Assignment.
Every entry, from the first to the last, should be written out exactly.

Recorded information.
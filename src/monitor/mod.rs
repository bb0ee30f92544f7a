//! Monitor module - the chat monitoring core
//!
//! - [`MonitorService`]: orchestrates the pipeline below
//! - [`SubscriptionGuard`]: binds the adapter event handler exactly once
//! - [`MonitoringState`]: idle / monitoring / stopped plus counters
//! - [`ChatRegistry`]: chats eligible for processing
//! - [`HistoryBuffer`]: most recent accepted messages
//! - [`TriggerDetector`] and [`AlertLog`]: phrase alerts

pub mod alert_log;
pub mod guard;
pub mod history;
pub mod registry;
pub mod service;
pub mod state;
pub mod trigger;

pub use alert_log::AlertLog;
pub use guard::{GuardOutcome, SubscriptionGuard};
pub use history::{HistoryBuffer, DEFAULT_HISTORY_CAPACITY};
pub use registry::{ChatKind, ChatRegistry, MonitoredChat};
pub use service::{MonitorService, ProcessOutcome, ALL_GROUPS_DIALOG_LIMIT};
pub use state::{MonitoringState, MonitoringStats, MonitoringStatus, Transition};
pub use trigger::{TriggerAlert, TriggerDetector};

Reply to the task.
filename src/monitor/mod.rs
repository bb0ee30f92544f7a
//! Monitor module - the chat monitoring core
//!
//! - [`MonitorService`]: orchestrates the pipeline below
//! - [`SubscriptionGuard`]: binds the adapter event handler exactly once
//! - [`MonitoringState`]: idle / monitoring / stopped plus counters
//! - [`ChatRegistry`]: chats eligible for processing
//! - [`HistoryBuffer`]: most recent accepted messages
//! - [`TriggerDetector`] and [`AlertLog`]: phrase alerts

pub mod alert_log;
pub mod guard;
pub mod history;
pub mod registry;
pub mod service;
pub mod state;
pub mod trigger;

pub use alert_log::AlertLog;
pub use guard::{GuardOutcome, SubscriptionGuard};
pub use history::{HistoryBuffer, DEFAULT_HISTORY_CAPACITY};
pub use registry::{ChatKind, ChatRegistry, MonitoredChat};
pub use service::{MonitorService, ProcessOutcome, ALL_GROUPS_DIALOG_LIMIT};
pub use state::{MonitoringState, MonitoringStats, MonitoringStatus, Transition};
pub use trigger::{TriggerAlert, TriggerDetector};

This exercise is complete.